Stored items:
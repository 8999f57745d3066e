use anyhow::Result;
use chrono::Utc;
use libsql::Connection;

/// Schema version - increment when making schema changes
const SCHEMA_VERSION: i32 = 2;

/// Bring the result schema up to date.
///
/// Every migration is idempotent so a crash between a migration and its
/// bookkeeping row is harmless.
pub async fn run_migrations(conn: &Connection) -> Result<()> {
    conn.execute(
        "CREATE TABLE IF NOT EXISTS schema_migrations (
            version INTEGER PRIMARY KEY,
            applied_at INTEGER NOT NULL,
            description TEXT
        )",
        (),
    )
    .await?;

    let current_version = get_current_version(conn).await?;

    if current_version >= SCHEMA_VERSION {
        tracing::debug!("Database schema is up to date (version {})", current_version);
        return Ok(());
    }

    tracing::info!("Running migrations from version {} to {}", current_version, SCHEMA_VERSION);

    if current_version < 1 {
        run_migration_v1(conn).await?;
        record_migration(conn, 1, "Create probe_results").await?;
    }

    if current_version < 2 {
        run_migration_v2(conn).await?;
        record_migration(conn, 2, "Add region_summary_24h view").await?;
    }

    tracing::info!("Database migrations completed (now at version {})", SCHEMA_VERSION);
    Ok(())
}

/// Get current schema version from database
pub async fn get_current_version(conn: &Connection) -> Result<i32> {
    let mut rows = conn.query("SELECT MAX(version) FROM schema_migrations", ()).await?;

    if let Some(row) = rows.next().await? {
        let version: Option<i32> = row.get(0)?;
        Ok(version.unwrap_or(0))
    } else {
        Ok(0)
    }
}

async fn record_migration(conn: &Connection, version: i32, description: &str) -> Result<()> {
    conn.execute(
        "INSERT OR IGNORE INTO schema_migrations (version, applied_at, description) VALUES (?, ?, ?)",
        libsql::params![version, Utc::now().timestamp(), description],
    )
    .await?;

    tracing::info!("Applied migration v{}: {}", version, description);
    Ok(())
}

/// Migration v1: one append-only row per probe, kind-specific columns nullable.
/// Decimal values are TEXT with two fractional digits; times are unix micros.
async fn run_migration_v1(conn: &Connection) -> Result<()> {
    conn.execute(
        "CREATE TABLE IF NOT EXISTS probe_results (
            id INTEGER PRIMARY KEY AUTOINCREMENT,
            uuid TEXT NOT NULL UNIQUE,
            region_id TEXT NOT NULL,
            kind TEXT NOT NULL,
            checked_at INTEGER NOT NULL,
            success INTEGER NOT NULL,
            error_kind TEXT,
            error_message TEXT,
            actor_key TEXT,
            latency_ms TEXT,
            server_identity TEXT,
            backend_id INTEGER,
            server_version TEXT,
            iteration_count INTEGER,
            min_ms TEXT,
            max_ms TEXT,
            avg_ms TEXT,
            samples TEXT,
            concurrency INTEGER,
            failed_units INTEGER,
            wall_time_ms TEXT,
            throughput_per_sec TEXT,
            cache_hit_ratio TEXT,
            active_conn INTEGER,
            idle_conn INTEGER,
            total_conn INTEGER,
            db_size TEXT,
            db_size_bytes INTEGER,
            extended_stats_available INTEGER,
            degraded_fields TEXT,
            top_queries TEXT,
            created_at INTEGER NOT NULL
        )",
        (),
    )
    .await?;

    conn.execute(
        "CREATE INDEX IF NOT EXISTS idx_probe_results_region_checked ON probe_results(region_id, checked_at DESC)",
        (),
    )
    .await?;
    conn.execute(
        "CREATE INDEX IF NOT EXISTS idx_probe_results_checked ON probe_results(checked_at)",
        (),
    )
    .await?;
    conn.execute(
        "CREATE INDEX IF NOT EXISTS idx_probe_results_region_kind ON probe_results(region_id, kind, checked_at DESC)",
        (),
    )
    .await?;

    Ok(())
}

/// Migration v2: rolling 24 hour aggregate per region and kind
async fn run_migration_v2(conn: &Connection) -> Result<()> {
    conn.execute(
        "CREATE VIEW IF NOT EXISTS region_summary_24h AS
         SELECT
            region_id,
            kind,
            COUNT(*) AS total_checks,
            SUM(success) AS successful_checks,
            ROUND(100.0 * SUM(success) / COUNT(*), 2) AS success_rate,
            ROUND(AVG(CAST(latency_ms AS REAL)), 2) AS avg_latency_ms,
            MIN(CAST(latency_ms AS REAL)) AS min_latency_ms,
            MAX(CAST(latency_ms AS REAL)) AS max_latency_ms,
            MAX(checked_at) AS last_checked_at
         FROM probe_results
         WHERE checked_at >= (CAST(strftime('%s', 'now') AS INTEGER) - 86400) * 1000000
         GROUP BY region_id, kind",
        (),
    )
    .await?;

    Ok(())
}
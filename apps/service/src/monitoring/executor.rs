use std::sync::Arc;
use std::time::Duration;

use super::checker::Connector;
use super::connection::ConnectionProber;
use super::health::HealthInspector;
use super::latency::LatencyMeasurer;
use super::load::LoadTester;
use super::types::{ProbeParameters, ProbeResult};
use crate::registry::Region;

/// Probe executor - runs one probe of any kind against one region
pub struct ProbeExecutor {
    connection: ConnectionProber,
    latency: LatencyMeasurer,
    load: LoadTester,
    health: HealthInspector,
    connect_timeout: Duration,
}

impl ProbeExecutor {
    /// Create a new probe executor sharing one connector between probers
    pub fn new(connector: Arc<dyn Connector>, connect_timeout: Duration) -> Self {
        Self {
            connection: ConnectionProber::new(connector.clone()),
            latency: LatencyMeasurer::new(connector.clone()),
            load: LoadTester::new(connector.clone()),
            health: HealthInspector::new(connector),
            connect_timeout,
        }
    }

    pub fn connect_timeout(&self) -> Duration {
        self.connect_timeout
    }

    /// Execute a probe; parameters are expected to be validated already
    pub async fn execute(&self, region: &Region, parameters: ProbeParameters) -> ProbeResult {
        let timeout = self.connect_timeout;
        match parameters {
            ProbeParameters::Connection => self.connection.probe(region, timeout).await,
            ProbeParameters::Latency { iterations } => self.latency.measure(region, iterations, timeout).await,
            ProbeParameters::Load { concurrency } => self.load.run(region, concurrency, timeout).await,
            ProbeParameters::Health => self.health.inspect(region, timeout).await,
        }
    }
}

Assignment: Transcribe all the data word for word, as it appears above.

Exercise output:
repository 8999f57745d3066e
use anyhow::Result;
use chrono::Utc;
use libsql::Connection;

/// Schema version - increment when making schema changes
const SCHEMA_VERSION: i32 = 2;

/// Bring the result schema up to date.
///
/// Every migration is idempotent so a crash between a migration and its
/// bookkeeping row is harmless.
pub async fn run_migrations(conn: &Connection) -> Result<()> {
    conn.execute(
        "CREATE TABLE IF NOT EXISTS schema_migrations (
            version INTEGER PRIMARY KEY,
            applied_at INTEGER NOT NULL,
            description TEXT
        )",
        (),
    )
    .await?;

    let current_version = get_current_version(conn).await?;

    if current_version >= SCHEMA_VERSION {
        tracing::debug!("Database schema is up to date (version {})", current_version);
        return Ok(());
    }

    tracing::info!("Running migrations from version {} to {}", current_version, SCHEMA_VERSION);

    if current_version < 1 {
        run_migration_v1(conn).await?;
        record_migration(conn, 1, "Create probe_results").await?;
    }

    if current_version < 2 {
        run_migration_v2(conn).await?;
        record_migration(conn, 2, "Add region_summary_24h view").await?;
    }

    tracing::info!("Database migrations completed (now at version {})", SCHEMA_VERSION);
    Ok(())
}

/// Get current schema version from database
pub async fn get_current_version(conn: &Connection) -> Result<i32> {
    let mut rows = conn.query("SELECT MAX(version) FROM schema_migrations", ()).await?;

    if let Some(row) = rows.next().await? {
        let version: Option<i32> = row.get(0)?;
        Ok(version.unwrap_or(0))
    } else {
        Ok(0)
    }
}

async fn record_migration(conn: &Connection, version: i32, description: &str) -> Result<()> {
    conn.execute(
        "INSERT OR IGNORE INTO schema_migrations (version, applied_at, description) VALUES (?, ?, ?)",
        libsql::params![version, Utc::now().timestamp(), description],
    )
    .await?;

    tracing::info!("Applied migration v{}: {}", version, description);
    Ok(())
}

/// Migration v1: one append-only row per probe, kind-specific columns nullable.
/// Decimal values are TEXT with two fractional digits; times are unix micros.
async fn run_migration_v1(conn: &Connection) -> Result<()> {
    conn.execute(
        "CREATE TABLE IF NOT EXISTS probe_results (
            id INTEGER PRIMARY KEY AUTOINCREMENT,
            uuid TEXT NOT NULL UNIQUE,
            region_id TEXT NOT NULL,
            kind TEXT NOT NULL,
            checked_at INTEGER NOT NULL,
            success INTEGER NOT NULL,
            error_kind TEXT,
            error_message TEXT,
            actor_key TEXT,
            latency_ms TEXT,
            server_identity TEXT,
            backend_id INTEGER,
            server_version TEXT,
            iteration_count INTEGER,
            min_ms TEXT,
            max_ms TEXT,
            avg_ms TEXT,
            samples TEXT,
            concurrency INTEGER,
            failed_units INTEGER,
            wall_time_ms TEXT,
            throughput_per_sec TEXT,
            cache_hit_ratio TEXT,
            active_conn INTEGER,
            idle_conn INTEGER,
            total_conn INTEGER,
            db_size TEXT,
            db_size_bytes INTEGER,
            extended_stats_available INTEGER,
            degraded_fields TEXT,
            top_queries TEXT,
            created_at INTEGER NOT NULL
        )",
        (),
    )
    .await?;

    conn.execute(
        "CREATE INDEX IF NOT EXISTS idx_probe_results_region_checked ON probe_results(region_id, checked_at DESC)",
        (),
    )
    .await?;
    conn.execute(
        "CREATE INDEX IF NOT EXISTS idx_probe_results_checked ON probe_results(checked_at)",
        (),
    )
    .await?;
    conn.execute(
        "CREATE INDEX IF NOT EXISTS idx_probe_results_region_kind ON probe_results(region_id, kind, checked_at DESC)",
        (),
    )
    .await?;

    Ok(())
}

/// Migration v2: rolling 24 hour aggregate per region and kind
async fn run_migration_v2(conn: &Connection) -> Result<()> {
    conn.execute(
        "CREATE VIEW IF NOT EXISTS region_summary_24h AS
         SELECT
            region_id,
            kind,
            COUNT(*) AS total_checks,
            SUM(success) AS successful_checks,
            ROUND(100.0 * SUM(success) / COUNT(*), 2) AS success_rate,
            ROUND(AVG(CAST(latency_ms AS REAL)), 2) AS avg_latency_ms,
            MIN(CAST(latency_ms AS REAL)) AS min_latency_ms,
            MAX(CAST(latency_ms AS REAL)) AS max_latency_ms,
            MAX(checked_at) AS last_checked_at
         FROM probe_results
         WHERE checked_at >= (CAST(strftime('%s', 'now') AS INTEGER) - 86400) * 1000000
         GROUP BY region_id, kind",
        (),
    )
    .await?;

    Ok(())
}
filename apps/service/src/monitoring/executor.rs
use std::sync::Arc;
use std::time::Duration;

use super::checker::Connector;
use super::connection::ConnectionProber;
use super::health::HealthInspector;
use super::latency::LatencyMeasurer;
use super::load::LoadTester;
use super::types::{ProbeParameters, ProbeResult};
use crate::registry::Region;

/// Probe executor - runs one probe of any kind against one region
pub struct ProbeExecutor {
    connection: ConnectionProber,
    latency: LatencyMeasurer,
    load: LoadTester,
    health: HealthInspector,
    connect_timeout: Duration,
}

impl ProbeExecutor {
    /// Create a new probe executor sharing one connector between probers
    pub fn new(connector: Arc<dyn Connector>, connect_timeout: Duration) -> Self {
        Self {
            connection: ConnectionProber::new(connector.clone()),
            latency: LatencyMeasurer::new(connector.clone()),
            load: LoadTester::new(connector.clone()),
            health: HealthInspector::new(connector),
            connect_timeout,
        }
    }

    pub fn connect_timeout(&self) -> Duration {
        self.connect_timeout
    }

    /// Execute a probe; parameters are expected to be validated already
    pub async fn execute(&self, region: &Region, parameters: ProbeParameters) -> ProbeResult {
        let timeout = self.connect_timeout;
        match parameters {
            ProbeParameters::Connection => self.connection.probe(region, timeout).await,
            ProbeParameters::Latency { iterations } => self.latency.measure(region, iterations, timeout).await,
            ProbeParameters::Load { concurrency } => self.load.run(region, concurrency, timeout).await,
            ProbeParameters::Health => self.health.inspect(region, timeout).await,
        }
    }
}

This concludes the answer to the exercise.